- **Records for the task**:
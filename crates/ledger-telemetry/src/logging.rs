//! Structured logging.
//!
//! JSON lines carry the same fields as the human format: `timestamp`,
//! `level`, `target`, the message, and every structured field of the event
//! (`block_index`, `block_hash`, `contract_id`, `peer_id`, ...).

use tracing_subscriber::{layer::SubscriberExt, util::SubscriberInitExt, EnvFilter};

use crate::{TelemetryConfig, TelemetryError};

/// Install the global subscriber described by `config`.
///
/// Fails if a global subscriber is already installed.
pub fn init_logging(config: &TelemetryConfig) -> Result<(), TelemetryError> {
    let env_filter = EnvFilter::try_new(&config.log_level)
        .map_err(|e| TelemetryError::Config(format!("log level {:?}: {e}", config.log_level)))?;

    if !config.console_output {
        return tracing_subscriber::registry()
            .with(env_filter)
            .try_init()
            .map_err(|e| TelemetryError::LoggingInit(e.to_string()));
    }

    if config.json_logs {
        let json_layer = tracing_subscriber::fmt::layer()
            .json()
            .with_target(true)
            .with_thread_ids(true)
            .with_file(true)
            .with_line_number(true);

        tracing_subscriber::registry()
            .with(env_filter)
            .with(json_layer)
            .try_init()
            .map_err(|e| TelemetryError::LoggingInit(e.to_string()))
    } else {
        let fmt_layer = tracing_subscriber::fmt::layer()
            .with_target(true)
            .with_thread_ids(false)
            .with_file(false)
            .with_line_number(false)
            .with_ansi(true);

        tracing_subscriber::registry()
            .with(env_filter)
            .with(fmt_layer)
            .try_init()
            .map_err(|e| TelemetryError::LoggingInit(e.to_string()))
    }
}

/// Log an event tagged with the component that emitted it.
#[macro_export]
macro_rules! log_event {
    ($level:ident, $component:expr, $msg:expr $(, $($field:tt)*)?) => {
        tracing::$level!(
            component = $component,
            $($($field)*,)?
            $msg
        )
    };
}

/// Log a block-related event with standard fields.
#[macro_export]
macro_rules! log_block_event {
    ($level:ident, $component:expr, $msg:expr, $block_index:expr, $block_hash:expr $(, $($field:tt)*)?) => {
        tracing::$level!(
            component = $component,
            block_index = $block_index,
            block_hash = %$block_hash,
            $($($field)*,)?
            $msg
        )
    };
}
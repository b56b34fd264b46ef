//! # Chain
//!
//! Ordered, hash-linked blocks starting at the genesis block.
//!
//! ## Invariants
//!
//! - `blocks[0]` is the genesis block: index 0, empty previous hash.
//! - For every `i > 0`: `blocks[i].index == i`,
//!   `blocks[i].previous_hash == blocks[i - 1].hash` and `blocks[i].hash`
//!   recomputes from its contents.
//! - The chain grows only by [`Chain::append`] / [`Chain::append_block`] and is
//!   otherwise only swapped wholesale by [`Chain::replace`]. A failed call
//!   leaves the chain untouched.

use chrono::{DateTime, Utc};

use super::block::{Block, BlockPayload};
use super::errors::{ChainError, InvalidBlockReason};

/// The local copy of the ledger.
#[derive(Debug, Clone, PartialEq, Eq)]
pub struct Chain {
    blocks: Vec<Block>,
}

impl Chain {
    /// A chain holding only the genesis block.
    pub fn new() -> Result<Self, ChainError> {
        Ok(Self {
            blocks: vec![Block::genesis()?],
        })
    }

    /// Adopt `blocks` as a chain if they form a valid one.
    pub fn from_blocks(blocks: Vec<Block>) -> Result<Self, ChainError> {
        validate_blocks(&blocks)?;
        Ok(Self { blocks })
    }

    /// Append a new block carrying `payload`, stamped with the current time.
    pub fn append(&mut self, payload: BlockPayload) -> Result<Block, ChainError> {
        self.append_at(payload, Utc::now())
    }

    /// Append a new block carrying `payload` with an explicit timestamp.
    pub fn append_at(
        &mut self,
        payload: BlockPayload,
        timestamp: DateTime<Utc>,
    ) -> Result<Block, ChainError> {
        let tail = self.latest();
        let block = Block::new(tail.index + 1, timestamp, payload, tail.hash.clone())?;
        self.append_block(block.clone())?;
        Ok(block)
    }

    /// Append a block built elsewhere (e.g. received from a peer).
    pub fn append_block(&mut self, block: Block) -> Result<(), ChainError> {
        self.is_valid_block(&block)?;
        self.blocks.push(block);
        Ok(())
    }

    /// Whether `block` may be appended to this chain as it stands.
    ///
    /// Rejects an empty hash, an unset timestamp, a hash that does not
    /// recompute, an index other than the chain length and a previous hash
    /// other than the tail's hash.
    pub fn is_valid_block(&self, block: &Block) -> Result<(), ChainError> {
        block.verify_hash()?;
        let tail = self.latest();
        let expected_index = self.blocks.len() as u64;
        if block.index != expected_index {
            return Err(ChainError::invalid(
                block.index,
                InvalidBlockReason::IndexMismatch {
                    expected: expected_index,
                    found: block.index,
                },
            ));
        }
        check_link(tail, block)
    }

    /// Re-check the whole chain from genesis.
    pub fn validate(&self) -> Result<(), ChainError> {
        validate_blocks(&self.blocks)
    }

    pub fn is_valid(&self) -> bool {
        self.validate().is_ok()
    }

    /// Linear scan for a block with this hash.
    pub fn has_block(&self, hash: &str) -> bool {
        self.blocks.iter().any(|block| block.hash == hash)
    }

    /// Swap in `blocks` wholesale if they form a valid chain.
    ///
    /// Length policy is the caller's business; this only guards integrity.
    pub fn replace(&mut self, blocks: Vec<Block>) -> Result<(), ChainError> {
        validate_blocks(&blocks)?;
        self.blocks = blocks;
        Ok(())
    }

    pub fn latest(&self) -> &Block {
        // never empty: construction always starts from genesis
        &self.blocks[self.blocks.len() - 1]
    }

    pub fn genesis(&self) -> &Block {
        &self.blocks[0]
    }

    pub fn get(&self, index: u64) -> Option<&Block> {
        usize::try_from(index).ok().and_then(|i| self.blocks.get(i))
    }

    pub fn blocks(&self) -> &[Block] {
        &self.blocks
    }

    pub fn len(&self) -> usize {
        self.blocks.len()
    }

    /// Always false; kept for the `len`/`is_empty` pair.
    pub fn is_empty(&self) -> bool {
        self.blocks.is_empty()
    }
}

/// Check that `blocks` form a valid chain starting from their own genesis.
pub fn validate_blocks(blocks: &[Block]) -> Result<(), ChainError> {
    let genesis = blocks.first().ok_or(ChainError::EmptyChain)?;
    if genesis.index != 0 || !genesis.previous_hash.is_empty() {
        return Err(ChainError::invalid(
            genesis.index,
            InvalidBlockReason::MalformedGenesis,
        ));
    }
    genesis.verify_hash()?;

    for (position, pair) in blocks.windows(2).enumerate() {
        let (previous, current) = (&pair[0], &pair[1]);
        let expected_index = position as u64 + 1;
        if current.index != expected_index {
            return Err(ChainError::invalid(
                current.index,
                InvalidBlockReason::IndexMismatch {
                    expected: expected_index,
                    found: current.index,
                },
            ));
        }
        current.verify_hash()?;
        check_link(previous, current)?;
    }
    Ok(())
}

fn check_link(previous: &Block, current: &Block) -> Result<(), ChainError> {
    if current.previous_hash != previous.hash {
        return Err(ChainError::invalid(
            current.index,
            InvalidBlockReason::BrokenLink {
                expected: previous.hash.clone(),
                found: current.previous_hash.clone(),
            },
        ));
    }
    Ok(())
}
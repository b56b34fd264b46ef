//! # API Gateway
//!
//! HTTP/JSON interface of a procurement ledger node: the contract workflow
//! for clients, the peer endpoints other nodes call, and Prometheus metrics.
//!
//! ## Architecture
//!
//! ```text
//! ┌──────────────────────────────────────────────────────────────────┐
//! │                        API GATEWAY (pl-04)                        │
//! ├──────────────────────────────────────────────────────────────────┤
//! │   /api/contracts/*   /api/workflow/*   /api/p2p/*   /metrics      │
//! │            │                 │               │          │         │
//! │   ┌────────┴─────────────────┴───────────────┴──────────┘         │
//! │   │  Middleware: CORS → TraceLayer                                │
//! │   └────────┬─────────────────────────────┬──────────────          │
//! │            ▼                             ▼                        │
//! │     dyn WorkflowApi (pl-02)        dyn SyncApi (pl-03)            │
//! └──────────────────────────────────────────────────────────────────┘
//! ```
//!
//! ## Routes
//!
//! | Method | Path | Operation |
//! |--------|------|-----------|
//! | GET | `/api/health` | liveness, node id, block and contract counts |
//! | GET | `/api/blocks`, `/api/stats` | chain statistics |
//! | GET/POST | `/api/contracts` | list / create (201, broadcast) |
//! | GET | `/api/workflow/steps` | step template |
//! | GET | `/api/contracts/:id/workflow` | workflow status |
//! | POST | `/api/contracts/:id/validate-step` | approve or reject (broadcast) |
//! | POST | `/api/contracts/:id/audit` | audit observation (broadcast) |
//! | GET | `/api/contracts/by-status/:status` | filter by status |
//! | GET | `/api/contracts/by-role/:role` | filter by role |
//! | GET | `/api/p2p/peers` | active peers |
//! | POST | `/api/p2p/add-peer` | register a peer |
//! | GET | `/api/p2p/get-chain` | full chain snapshot |
//! | POST | `/api/p2p/receive-block` | accept a pushed block |
//! | POST | `/api/p2p/sync` | longest-valid-chain sync round |
//! | GET | `/metrics` | Prometheus text format |
//!
//! Errors are `{"error": "<message>"}` with the status listed in
//! [`domain::error`].

#![warn(clippy::all)]
#![deny(unsafe_code)]

pub mod domain;
pub mod handlers;
pub mod metrics;
pub mod middleware;
pub mod router;
pub mod service;


pub use domain::config::{CorsConfig, GatewayConfig};
pub use domain::error::{ApiError, ApiResult, GatewayError};
pub use router::{build_router, AppState};
pub use service::ApiGatewayService;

- **Work required**: What do the lines from the one with "pub mod domain;" through the last line of the entries say? Print them word for word, both ends included, and nothing else.

- **Completed task**:
pub mod domain;
pub mod handlers;
pub mod metrics;
pub mod middleware;
pub mod router;
pub mod service;


pub use domain::config::{CorsConfig, GatewayConfig};
pub use domain::error::{ApiError, ApiResult, GatewayError};
pub use router::{build_router, AppState};
pub use service::ApiGatewayService;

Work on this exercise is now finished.